══ DATA EXTRACTS

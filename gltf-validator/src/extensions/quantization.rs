//! KHR_mesh_quantization
//!
//! Has no extension objects. Declaring it widens the accessor formats
//! allowed for vertex attributes and animation outputs.

use super::{ExtensionHandler, ExtensionPayload, ReadOutput};
use crate::reader::{ObjectKind, ObjectReader};

pub const NAME: &str = "KHR_mesh_quantization";

pub struct MeshQuantization;

impl ExtensionHandler for MeshQuantization {
    fn name(&self) -> &'static str {
        NAME
    }

    fn contexts(&self) -> &'static [ObjectKind] {
        &[]
    }

    fn read(&self, _r: &mut ObjectReader<'_, '_, '_>, _out: &mut ReadOutput) -> ExtensionPayload {
        ExtensionPayload::Checked
    }

    fn declaration_only(&self) -> bool {
        true
    }

    fn must_be_required(&self) -> bool {
        true
    }
}
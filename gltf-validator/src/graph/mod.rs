//! Reference and usage graph
//!
//! Built once per run, before any semantic validator. Records how every
//! accessor and buffer view is used, the node hierarchy, and which entities
//! are reachable from scenes and animations. Read-only afterwards.

mod reach;
mod structure;

use crate::document::{Collection, Document, entity_of};
use crate::entities::{Interpolation, Semantic, TargetPath};
use crate::extensions::RefTarget;
use crate::issue::IssueSink;
use hashbrown::HashMap;

pub use structure::strongly_connected;

/// How a buffer view's bytes are consumed
#[derive(Debug, Clone, Copy, Default, PartialEq, Eq)]
pub struct ViewUsage {
    /// Vertex attributes and morph targets
    pub vertex: bool,
    /// Primitive indices
    pub index: bool,
    /// Animation keyframes, inverse bind matrices and sparse storage
    pub other: bool,
    pub image: bool,
}

/// One place an accessor is referenced from
#[derive(Debug, Clone, PartialEq)]
pub enum AccessorUse {
    Attribute {
        mesh: usize,
        primitive: usize,
        semantic: Semantic,
    },
    MorphTarget {
        mesh: usize,
        primitive: usize,
        semantic: Semantic,
    },
    Indices {
        mesh: usize,
        primitive: usize,
    },
    InverseBindMatrices {
        skin: usize,
    },
    AnimationInput {
        animation: usize,
        sampler: usize,
    },
    AnimationOutput {
        animation: usize,
        sampler: usize,
        path: TargetPath,
        interpolation: Interpolation,
    },
}

#[derive(Debug, Clone, Default)]
pub struct UsageGraph {
    /// Every parent of each node, in document order
    parents: Vec<Vec<usize>>,
    /// Resolved children of each node
    children: Vec<Vec<usize>>,
    joint: Vec<bool>,
    animated: Vec<bool>,
    views: Vec<ViewUsage>,
    /// Indexed like `doc.accessors`
    pub accessor_uses: Vec<Vec<AccessorUse>>,
    /// Skins applied to each mesh by the nodes instancing it
    pub mesh_skins: Vec<Vec<usize>>,
    /// Indexed by `Collection as usize`, then entity
    used: Vec<Vec<bool>>,
    extension_used: HashMap<&'static str, Vec<bool>>,
    /// Per animation, per sampler
    samplers_used: Vec<Vec<bool>>,
}

impl UsageGraph {
    pub fn build(doc: &Document) -> Self {
        let node_count = doc.nodes.len();
        let mut graph = Self {
            parents: vec![Vec::new(); node_count],
            children: vec![Vec::new(); node_count],
            joint: vec![false; node_count],
            animated: vec![false; node_count],
            views: vec![ViewUsage::default(); doc.buffer_views.len()],
            accessor_uses: vec![Vec::new(); doc.accessors.len()],
            mesh_skins: vec![Vec::new(); doc.meshes.len()],
            ..Default::default()
        };

        for (i, node) in doc.nodes.iter().enumerate() {
            for child in node.children.iter().filter_map(|c| c.get(node_count)) {
                graph.children[i].push(child);
                graph.parents[child].push(i);
            }
            let mesh = node.mesh.and_then(|m| m.get(doc.meshes.len()));
            let skin = node.skin.and_then(|s| s.get(doc.skins.len()));
            if let (Some(mesh), Some(skin)) = (mesh, skin) {
                if !graph.mesh_skins[mesh].contains(&skin) {
                    graph.mesh_skins[mesh].push(skin);
                }
            }
        }

        for skin in &doc.skins {
            for joint in skin.joints.iter().filter_map(|j| j.get(node_count)) {
                graph.joint[joint] = true;
            }
        }

        graph.collect_accessor_uses(doc);
        graph.collect_view_usage(doc);
        graph.mark_reachable(doc);

        tracing::debug!(
            "Usage graph: {} nodes, {} accessors with uses",
            node_count,
            graph.accessor_uses.iter().filter(|uses| !uses.is_empty()).count()
        );
        graph
    }

    fn collect_accessor_uses(&mut self, doc: &Document) {
        let len = doc.accessors.len();
        let mut add = |index: crate::reader::Index, usage: AccessorUse| {
            if let Some(a) = index.get(len) {
                self.accessor_uses[a].push(usage);
            }
        };

        for (m, mesh) in doc.meshes.iter().enumerate() {
            for (p, primitive) in mesh.primitives.iter().enumerate() {
                for (name, index) in &primitive.attributes {
                    if let Some(semantic) = Semantic::parse(name) {
                        add(*index, AccessorUse::Attribute {
                            mesh: m,
                            primitive: p,
                            semantic,
                        });
                    }
                }
                if let Some(indices) = primitive.indices {
                    add(indices, AccessorUse::Indices { mesh: m, primitive: p });
                }
                for target in &primitive.targets {
                    for (name, index) in target {
                        if let Some(semantic) = Semantic::parse(name) {
                            add(*index, AccessorUse::MorphTarget {
                                mesh: m,
                                primitive: p,
                                semantic,
                            });
                        }
                    }
                }
            }
        }

        for (s, skin) in doc.skins.iter().enumerate() {
            if let Some(ibm) = skin.inverse_bind_matrices {
                add(ibm, AccessorUse::InverseBindMatrices { skin: s });
            }
        }

        for (a, animation) in doc.animations.iter().enumerate() {
            for (s, sampler) in animation.samplers.iter().enumerate() {
                if let Some(input) = sampler.input {
                    add(input, AccessorUse::AnimationInput {
                        animation: a,
                        sampler: s,
                    });
                }
            }
            // Output semantics depend on the channel path, so outputs are
            // recorded once per distinct path targeting the sampler
            let mut seen = Vec::new();
            for channel in &animation.channels {
                let (Some(sampler), Some(path)) = (channel.sampler, channel.path) else {
                    continue;
                };
                let Some(s) = sampler.get(animation.samplers.len()) else {
                    continue;
                };
                if seen.contains(&(s, path)) {
                    continue;
                }
                seen.push((s, path));
                let sampler = &animation.samplers[s];
                if let Some(output) = sampler.output {
                    add(output, AccessorUse::AnimationOutput {
                        animation: a,
                        sampler: s,
                        path,
                        interpolation: sampler.interpolation,
                    });
                }
            }
            for channel in &animation.channels {
                if let Some(node) = channel.node.and_then(|n| n.get(doc.nodes.len())) {
                    self.animated[node] = true;
                }
            }
        }
    }

    fn collect_view_usage(&mut self, doc: &Document) {
        let len = doc.buffer_views.len();
        for (a, accessor) in doc.accessors.iter().enumerate() {
            let Some(view) = accessor.buffer_view.and_then(|v| v.get(len)) else {
                continue;
            };
            for usage in &self.accessor_uses[a] {
                let slot = &mut self.views[view];
                match usage {
                    AccessorUse::Attribute { .. } | AccessorUse::MorphTarget { .. } => slot.vertex = true,
                    AccessorUse::Indices { .. } => slot.index = true,
                    _ => slot.other = true,
                }
            }
        }
        for accessor in &doc.accessors {
            let Some(sparse) = &accessor.sparse else {
                continue;
            };
            let views = [
                sparse.indices.as_ref().and_then(|i| i.buffer_view),
                sparse.values.as_ref().and_then(|v| v.buffer_view),
            ];
            for view in views.into_iter().flatten().filter_map(|v| v.get(len)) {
                self.views[view].other = true;
            }
        }
        for image in &doc.images {
            if let Some(view) = image.buffer_view.and_then(|v| v.get(len)) {
                self.views[view].image = true;
            }
        }
    }

    // =========================================================================
    // Queries
    // =========================================================================

    /// First parent recorded for a node
    pub fn parent(&self, node: usize) -> Option<usize> {
        self.parents.get(node)?.first().copied()
    }

    pub fn parents(&self, node: usize) -> &[usize] {
        self.parents.get(node).map_or(&[], Vec::as_slice)
    }

    pub fn children(&self, node: usize) -> &[usize] {
        self.children.get(node).map_or(&[], Vec::as_slice)
    }

    pub fn is_joint(&self, node: usize) -> bool {
        self.joint.get(node).copied().unwrap_or(false)
    }

    /// Targeted by an animation channel
    pub fn is_animated(&self, node: usize) -> bool {
        self.animated.get(node).copied().unwrap_or(false)
    }

    pub fn view_usage(&self, view: usize) -> ViewUsage {
        self.views.get(view).copied().unwrap_or_default()
    }

    pub fn is_entity_used(&self, collection: Collection, index: usize) -> bool {
        self.used
            .get(collection as usize)
            .and_then(|flags| flags.get(index))
            .copied()
            .unwrap_or(false)
    }

    /// Whether the entity containing `pointer` is reachable
    ///
    /// Pointers outside any top-level collection count as used.
    pub fn is_used(&self, pointer: &str) -> bool {
        match entity_of(pointer) {
            Some((Collection::Scenes | Collection::Animations, _)) | None => true,
            Some((collection, index)) => self.is_entity_used(collection, index),
        }
    }

    pub fn is_target_used(&self, target: RefTarget, index: usize) -> bool {
        match target {
            RefTarget::Core(collection) => self.is_entity_used(collection, index),
            RefTarget::Extension(name) => self
                .extension_used
                .get(name)
                .and_then(|flags| flags.get(index))
                .copied()
                .unwrap_or(false),
        }
    }

    /// Node-loop and skin-hierarchy checks
    pub fn check_structure(&self, doc: &Document, sink: &mut IssueSink<'_>) {
        structure::check_loops(self, sink);
        structure::check_skins(self, doc, sink);
    }

    /// `UNUSED_OBJECT` for everything not reached
    pub fn report_unused(&self, doc: &Document, sink: &mut IssueSink<'_>) {
        reach::report_unused(self, doc, sink);
    }
}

════

§ WORK TO COMPLETE: When the word "slot" occurs in a line above, list that line.

§ RESULT:
                let slot = &mut self.views[view];
                    AccessorUse::Attribute { .. } | AccessorUse::MorphTarget { .. } => slot.vertex = true,
                    AccessorUse::Indices { .. } => slot.index = true,
                    _ => slot.other = true,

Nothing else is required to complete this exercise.